Maximum Oxygen Intake (VO2max)

In reading the running literature, one see discussions of VO2max. VO2max is a measurement of your maximum oxygen intake. All muscular movement, as well as the functioning of internal organs need oxygen. When we start running, our breathing rate increases to give our body additional oxygen to support the increased activity. If a runner can increase his or her VO2max, the person can get additional oxygen with less increase in breathing-rate. If you're a recreational runner who isn't interested in competition, you probably won't be concerned how fast you run and you probably won't do speed workouts. You can thus ignore VO2max. However, if you're a competitive runner who wants to increase your speed, you will need to train to increase your oxygen capacity or VO2max, because increased speed needs additional oxygen.

VO2max Training

You increase your VO2max by running fast followed by jogging for recovery. This is a fast pace but not "all out". Runners typically train for VO2max by running faster than their 5K pace for 3 to 5 minutes (the amount faster depends on the condition and age of the runner), with 4 or 5 minutes of jogging afterward for recovery. An example of a VO2max pace might be running intervals at 10-30 seconds per mile faster than the 5K pace. VO2max training is very stressful on your body, and beginning runners should not do it. VO2max training will cause heart rates to be 85% to 95% of maximum.

Estimating VO2max

Instead of putting great stress on your body to measure your maximum oxygen intake, you can estimate your VO2max. One equation that gives a reasonable estimation of maximum oxygen intake is the following

VO2max = 15(HRmax/HRrest)

That is, divide your maximum heart rate by your resting heart rate and multiply that quotient by 15. As one trains as a runner, his or her heart rate decreases because their body becomes more efficient in using the oxygen delivered to it, thus reducing the rate at which the heart pumps blood. The fast pace described above for measuring VO2max is a good way, probably the quickest way, to reduce your resting heart rate.

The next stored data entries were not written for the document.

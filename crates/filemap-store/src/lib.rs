//! Persistent one-file-per-key map.
//!
//! A store is a directory holding a metadata record and a `data/`
//! subdirectory with one file per entry, named by its key and holding the
//! encoded value. The metadata pins the store to a single value type for its
//! lifetime.
//!
//! # Key Types
//!
//! - [`PersistentMap`] -- the map itself, generic over value type and codec
//! - [`StoreConfig`] -- write/sync strategy, creation and read-only flags
//! - [`StoreMetadata`] -- the persisted `{ "type": ... }` record
//! - [`StoreLayout`] -- paths of the root, metadata file and data directory
//!
//! # Design Rules
//!
//! 1. The type tag is written once at creation and compared on every open.
//! 2. Opening an existing store never rewrites it.
//! 3. Keys are used verbatim as file names; keys that are not a single plain
//!    file name are rejected.
//! 4. No caching, locking, or cross-key atomicity. Enumeration is not a
//!    snapshot.
//! 5. All I/O errors are propagated, never silently ignored.

pub mod config;
pub mod error;
pub mod layout;
pub mod map;
pub mod metadata;

pub use config::{StoreConfig, SyncMode, WriteMode};
pub use error::{StoreError, StoreResult};
pub use layout::{validate_key, StoreLayout, DATA_DIR, METADATA_FILE};
pub use map::PersistentMap;
pub use metadata::StoreMetadata;

pub use filemap_codec::{BincodeCodec, Codec, CodecError, JsonCodec};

Look at the ratio of the two heart rates. You can increase your VO2max by increasing your maximum heart rate or by decreasing your resting heart rate. There isn't much you can do about increasing your maximum heart rate, because that is a product of the biological properties of your body. But, there is a lot you can do to reduce your resting heart rate. The fast running that is described above will, over time, decrease your resting heart rate. For example, a typical heart rate for non-athletes is 70, although that value varies with the individual. During my mid 40s when I ran marathons, my wakeup (resting) heart rate was 44, and it dropped to 40 as I trained for marathons. During marathon training, my resting heart rate was significantly below the typical heart rate for non-athletes, indicating that my body received more oxygen per heart beat than bodies of typical non-athletes. Although I'm no longer training for marathons and am older, my wakeup heart rate is 53 and is still below the typical values of non-athletes. And, my VO2max (estimated 45) is significantly higher than that of non-athletes my age (estimated 28 - 35). During my marathon training, my estimated VO2max was 67.

Performance Calculator

B. I. Rapoport, a MD/Ph.D at MIT and Harvard, has developed a calculator to estimate VO2max and to give the number of calories needed to complete a marathon within a specified time. The calculator is an easy way to estimate ones VO2max, as well as to give the number of calories one will have to take before or during a marathon to meet ones goal of a completion-time for the marathon.